Across the data below, how many lines have the word "crate" in them? Respond with the number alone.

▶ [Supplied material]:
---+---

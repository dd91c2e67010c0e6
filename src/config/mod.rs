//! Device configuration descriptors.
//!
//! A [`ConfigDescription`] is the structured form of a resource qualifier string such as
//! `en-rUS-sw600dp-hdpi-v21`. Every resource value in a [`crate::table::ResourceTable`] is
//! keyed by one, and the relations defined on it decide which values a device may select
//! ([`ConfigDescription::matches`]), which of two candidates it prefers
//! ([`ConfigDescription::is_more_specific_than`],
//! [`ConfigDescription::has_higher_precedence_than`]) and which values are redundant
//! ([`ConfigDescription::dominates`]).
//!
//! # Architecture
//!
//! - [`constants`] - Raw field values and bit masks shared with the runtime
//! - `parser` - Qualifier string parsing and the platform version fixup
//! - `locale` - The multi-token locale grammar and language/region packing
//! - `matching` - Runtime selection primitives and [`ConfigFlags`] differences
//! - `domination` - Precedence, domination, conflict and compatibility
//!
//! # Usage Examples
//!
//! ```rust
//! use resforge::config::ConfigDescription;
//!
//! let config = ConfigDescription::parse("en-rUS-sw600dp").unwrap();
//! assert_eq!(config.to_string(), "en-rUS-sw600dp-v13");
//!
//! let default = ConfigDescription::default_config();
//! assert!(default.dominates(&config));
//! assert_eq!(default.to_string(), "");
//! ```

use std::cmp::Ordering;
use std::fmt::{self, Write};

pub mod constants;
mod domination;
mod locale;
mod matching;
mod parser;

pub use constants::*;
pub use domination::PrecedenceAxis;
pub use locale::LocaleValue;
pub use matching::ConfigFlags;

/// A structured device configuration, one field per qualifier axis.
///
/// The field layout mirrors the configuration record of the platform runtime. A zero field
/// means the axis is unspecified; packed fields (`input_flags`, `screen_layout`, `ui_mode`,
/// `screen_layout2`) hold several axes selected with the masks in [`constants`].
///
/// Equality is field equality. The total order ([`Ord`]) is the runtime's logical order,
/// used to keep configuration values sorted inside a resource entry.
#[derive(Debug, Clone, Copy, Default, PartialEq, Eq, Hash)]
pub struct ConfigDescription {
    /// Mobile country code, 0 if unset.
    pub mcc: u16,
    /// Mobile network code, 0 if unset and [`MNC_ZERO`] for `mnc00`.
    pub mnc: u16,
    /// Packed language code.
    pub language: [u8; 2],
    /// Packed region code.
    pub country: [u8; 2],
    /// Title-case four letter script, NUL filled when unset.
    pub locale_script: [u8; 4],
    /// Lower-case variant, NUL padded.
    pub locale_variant: [u8; 8],
    /// Screen orientation.
    pub orientation: u8,
    /// Touchscreen type.
    pub touchscreen: u8,
    /// Screen density in dpi or one of the `DENSITY_*` sentinels.
    pub density: u16,
    /// Keyboard type.
    pub keyboard: u8,
    /// Navigation method.
    pub navigation: u8,
    /// Keyboard and navigation visibility.
    pub input_flags: u8,
    /// Screen width in pixels.
    pub screen_width: u16,
    /// Screen height in pixels.
    pub screen_height: u16,
    /// Minimum platform version.
    pub sdk_version: u16,
    /// Minor platform version, must match exactly when set.
    pub minor_version: u16,
    /// Screen size class, long flag and layout direction.
    pub screen_layout: u8,
    /// UI mode type and night flag.
    pub ui_mode: u8,
    /// Smallest screen width in dp.
    pub smallest_screen_width_dp: u16,
    /// Available screen width in dp.
    pub screen_width_dp: u16,
    /// Available screen height in dp.
    pub screen_height_dp: u16,
    /// Round screen flag.
    pub screen_layout2: u8,
}

impl ConfigDescription {
    /// Returns the configuration with no qualifier set.
    ///
    /// It matches every device and dominates every other configuration.
    #[must_use]
    pub fn default_config() -> Self {
        Self::default()
    }

    /// Returns true if no qualifier is set.
    #[must_use]
    pub fn is_default(&self) -> bool {
        *self == Self::default()
    }

    /// Language and region packed into one word, the way the runtime compares locales.
    pub(crate) fn packed_locale(&self) -> u32 {
        u32::from_le_bytes([
            self.language[0],
            self.language[1],
            self.country[0],
            self.country[1],
        ])
    }

    /// Keyboard, navigation and input flags packed into one word.
    pub(crate) fn packed_input(&self) -> u32 {
        u32::from_le_bytes([self.keyboard, self.navigation, self.input_flags, 0])
    }

    /// Platform version and minor version packed into one word.
    pub(crate) fn packed_version(&self) -> u32 {
        u32::from(self.sdk_version) | (u32::from(self.minor_version) << 16)
    }

    /// Compares locales: packed language and region first, then script and variant bytes.
    pub(crate) fn compare_locales(&self, other: &Self) -> Ordering {
        self.packed_locale()
            .cmp(&other.packed_locale())
            .then_with(|| self.locale_script.cmp(&other.locale_script))
            .then_with(|| self.locale_variant.cmp(&other.locale_variant))
    }

    /// Returns the layout direction bits.
    #[must_use]
    pub fn layout_direction(&self) -> u8 {
        self.screen_layout & MASK_LAYOUTDIR
    }

    /// Returns the screen size class bits.
    #[must_use]
    pub fn screen_size(&self) -> u8 {
        self.screen_layout & MASK_SCREENSIZE
    }

    /// Returns the long-screen bits.
    #[must_use]
    pub fn screen_long(&self) -> u8 {
        self.screen_layout & MASK_SCREENLONG
    }

    /// Returns the round-screen bits.
    #[must_use]
    pub fn screen_round(&self) -> u8 {
        self.screen_layout2 & MASK_SCREENROUND
    }

    /// Returns the UI mode type bits.
    #[must_use]
    pub fn ui_mode_type(&self) -> u8 {
        self.ui_mode & MASK_UI_MODE_TYPE
    }

    /// Returns the UI mode night bits.
    #[must_use]
    pub fn ui_mode_night(&self) -> u8 {
        self.ui_mode & MASK_UI_MODE_NIGHT
    }

    /// Returns the keyboard visibility bits.
    #[must_use]
    pub fn keys_hidden(&self) -> u8 {
        self.input_flags & MASK_KEYSHIDDEN
    }

    /// Returns the navigation visibility bits.
    #[must_use]
    pub fn nav_hidden(&self) -> u8 {
        self.input_flags & MASK_NAVHIDDEN
    }
}

impl Ord for ConfigDescription {
    fn cmp(&self, other: &Self) -> Ordering {
        self.mcc
            .cmp(&other.mcc)
            .then_with(|| self.mnc.cmp(&other.mnc))
            .then_with(|| self.compare_locales(other))
            .then_with(|| self.layout_direction().cmp(&other.layout_direction()))
            .then_with(|| {
                self.smallest_screen_width_dp
                    .cmp(&other.smallest_screen_width_dp)
            })
            .then_with(|| self.screen_width_dp.cmp(&other.screen_width_dp))
            .then_with(|| self.screen_height_dp.cmp(&other.screen_height_dp))
            .then_with(|| self.screen_width.cmp(&other.screen_width))
            .then_with(|| self.screen_height.cmp(&other.screen_height))
            .then_with(|| self.density.cmp(&other.density))
            .then_with(|| self.orientation.cmp(&other.orientation))
            .then_with(|| self.touchscreen.cmp(&other.touchscreen))
            .then_with(|| self.packed_input().cmp(&other.packed_input()))
            .then_with(|| self.screen_layout.cmp(&other.screen_layout))
            .then_with(|| self.screen_layout2.cmp(&other.screen_layout2))
            .then_with(|| self.ui_mode.cmp(&other.ui_mode))
            .then_with(|| self.packed_version().cmp(&other.packed_version()))
    }
}

impl PartialOrd for ConfigDescription {
    fn partial_cmp(&self, other: &Self) -> Option<Ordering> {
        Some(self.cmp(other))
    }
}

/// Appends one qualifier, separating it from the previous one.
fn push_qualifier(out: &mut String, args: fmt::Arguments<'_>) {
    if !out.is_empty() {
        out.push('-');
    }
    let _ = out.write_fmt(args);
}

impl fmt::Display for ConfigDescription {
    /// Formats the canonical qualifier string, in parse order.
    fn fmt(&self, f: &mut fmt::Formatter<'_>) -> fmt::Result {
        let mut out = String::new();

        if self.mcc != 0 {
            push_qualifier(&mut out, format_args!("mcc{:03}", self.mcc));
        }
        match self.mnc {
            0 => {}
            MNC_ZERO => push_qualifier(&mut out, format_args!("mnc00")),
            mnc => push_qualifier(&mut out, format_args!("mnc{mnc}")),
        }

        locale::append_locale(self, &mut out);

        match self.layout_direction() {
            0 => {}
            LAYOUTDIR_LTR => push_qualifier(&mut out, format_args!("ldltr")),
            LAYOUTDIR_RTL => push_qualifier(&mut out, format_args!("ldrtl")),
            other => push_qualifier(&mut out, format_args!("layoutDir={other}")),
        }
        if self.smallest_screen_width_dp != 0 {
            push_qualifier(
                &mut out,
                format_args!("sw{}dp", self.smallest_screen_width_dp),
            );
        }
        if self.screen_width_dp != 0 {
            push_qualifier(&mut out, format_args!("w{}dp", self.screen_width_dp));
        }
        if self.screen_height_dp != 0 {
            push_qualifier(&mut out, format_args!("h{}dp", self.screen_height_dp));
        }
        match self.screen_size() {
            0 => {}
            SCREENSIZE_SMALL => push_qualifier(&mut out, format_args!("small")),
            SCREENSIZE_NORMAL => push_qualifier(&mut out, format_args!("normal")),
            SCREENSIZE_LARGE => push_qualifier(&mut out, format_args!("large")),
            SCREENSIZE_XLARGE => push_qualifier(&mut out, format_args!("xlarge")),
            other => push_qualifier(&mut out, format_args!("screenLayoutSize={other}")),
        }
        match self.screen_long() {
            0 => {}
            SCREENLONG_NO => push_qualifier(&mut out, format_args!("notlong")),
            SCREENLONG_YES => push_qualifier(&mut out, format_args!("long")),
            other => push_qualifier(&mut out, format_args!("screenLayoutLong={other}")),
        }
        match self.screen_round() {
            0 => {}
            SCREENROUND_NO => push_qualifier(&mut out, format_args!("notround")),
            SCREENROUND_YES => push_qualifier(&mut out, format_args!("round")),
            other => push_qualifier(&mut out, format_args!("screenRound={other}")),
        }
        match self.orientation {
            0 => {}
            ORIENTATION_PORT => push_qualifier(&mut out, format_args!("port")),
            ORIENTATION_LAND => push_qualifier(&mut out, format_args!("land")),
            ORIENTATION_SQUARE => push_qualifier(&mut out, format_args!("square")),
            other => push_qualifier(&mut out, format_args!("orientation={other}")),
        }
        match self.ui_mode_type() {
            0 => {}
            UI_MODE_TYPE_DESK => push_qualifier(&mut out, format_args!("desk")),
            UI_MODE_TYPE_CAR => push_qualifier(&mut out, format_args!("car")),
            UI_MODE_TYPE_TELEVISION => push_qualifier(&mut out, format_args!("television")),
            UI_MODE_TYPE_APPLIANCE => push_qualifier(&mut out, format_args!("appliance")),
            UI_MODE_TYPE_WATCH => push_qualifier(&mut out, format_args!("watch")),
            UI_MODE_TYPE_VR_HEADSET => push_qualifier(&mut out, format_args!("vrheadset")),
            other => push_qualifier(&mut out, format_args!("uiModeType={other}")),
        }
        match self.ui_mode_night() {
            0 => {}
            UI_MODE_NIGHT_NO => push_qualifier(&mut out, format_args!("notnight")),
            UI_MODE_NIGHT_YES => push_qualifier(&mut out, format_args!("night")),
            other => push_qualifier(&mut out, format_args!("uiModeNight={other}")),
        }
        match self.density {
            DENSITY_DEFAULT => {}
            DENSITY_LOW => push_qualifier(&mut out, format_args!("ldpi")),
            DENSITY_MEDIUM => push_qualifier(&mut out, format_args!("mdpi")),
            DENSITY_TV => push_qualifier(&mut out, format_args!("tvdpi")),
            DENSITY_HIGH => push_qualifier(&mut out, format_args!("hdpi")),
            DENSITY_XHIGH => push_qualifier(&mut out, format_args!("xhdpi")),
            DENSITY_XXHIGH => push_qualifier(&mut out, format_args!("xxhdpi")),
            DENSITY_XXXHIGH => push_qualifier(&mut out, format_args!("xxxhdpi")),
            DENSITY_NONE => push_qualifier(&mut out, format_args!("nodpi")),
            DENSITY_ANY => push_qualifier(&mut out, format_args!("anydpi")),
            dpi => push_qualifier(&mut out, format_args!("{dpi}dpi")),
        }
        match self.touchscreen {
            0 => {}
            TOUCHSCREEN_NOTOUCH => push_qualifier(&mut out, format_args!("notouch")),
            TOUCHSCREEN_FINGER => push_qualifier(&mut out, format_args!("finger")),
            TOUCHSCREEN_STYLUS => push_qualifier(&mut out, format_args!("stylus")),
            other => push_qualifier(&mut out, format_args!("touchscreen={other}")),
        }
        match self.keys_hidden() {
            KEYSHIDDEN_NO => push_qualifier(&mut out, format_args!("keysexposed")),
            KEYSHIDDEN_YES => push_qualifier(&mut out, format_args!("keyshidden")),
            KEYSHIDDEN_SOFT => push_qualifier(&mut out, format_args!("keyssoft")),
            _ => {}
        }
        match self.keyboard {
            0 => {}
            KEYBOARD_NOKEYS => push_qualifier(&mut out, format_args!("nokeys")),
            KEYBOARD_QWERTY => push_qualifier(&mut out, format_args!("qwerty")),
            KEYBOARD_12KEY => push_qualifier(&mut out, format_args!("12key")),
            other => push_qualifier(&mut out, format_args!("keyboard={other}")),
        }
        match self.nav_hidden() {
            0 => {}
            NAVHIDDEN_NO => push_qualifier(&mut out, format_args!("navexposed")),
            NAVHIDDEN_YES => push_qualifier(&mut out, format_args!("navhidden")),
            other => push_qualifier(&mut out, format_args!("inputFlagsNavHidden={other}")),
        }
        match self.navigation {
            0 => {}
            NAVIGATION_NONAV => push_qualifier(&mut out, format_args!("nonav")),
            NAVIGATION_DPAD => push_qualifier(&mut out, format_args!("dpad")),
            NAVIGATION_TRACKBALL => push_qualifier(&mut out, format_args!("trackball")),
            NAVIGATION_WHEEL => push_qualifier(&mut out, format_args!("wheel")),
            other => push_qualifier(&mut out, format_args!("navigation={other}")),
        }
        if self.screen_width != 0 || self.screen_height != 0 {
            push_qualifier(
                &mut out,
                format_args!("{}x{}", self.screen_width, self.screen_height),
            );
        }
        if self.sdk_version != 0 || self.minor_version != 0 {
            push_qualifier(&mut out, format_args!("v{}", self.sdk_version));
            if self.minor_version != 0 {
                let _ = write!(out, ".{}", self.minor_version);
            }
        }

        f.write_str(&out)
    }
}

---+---

▶ [Answer box]: 5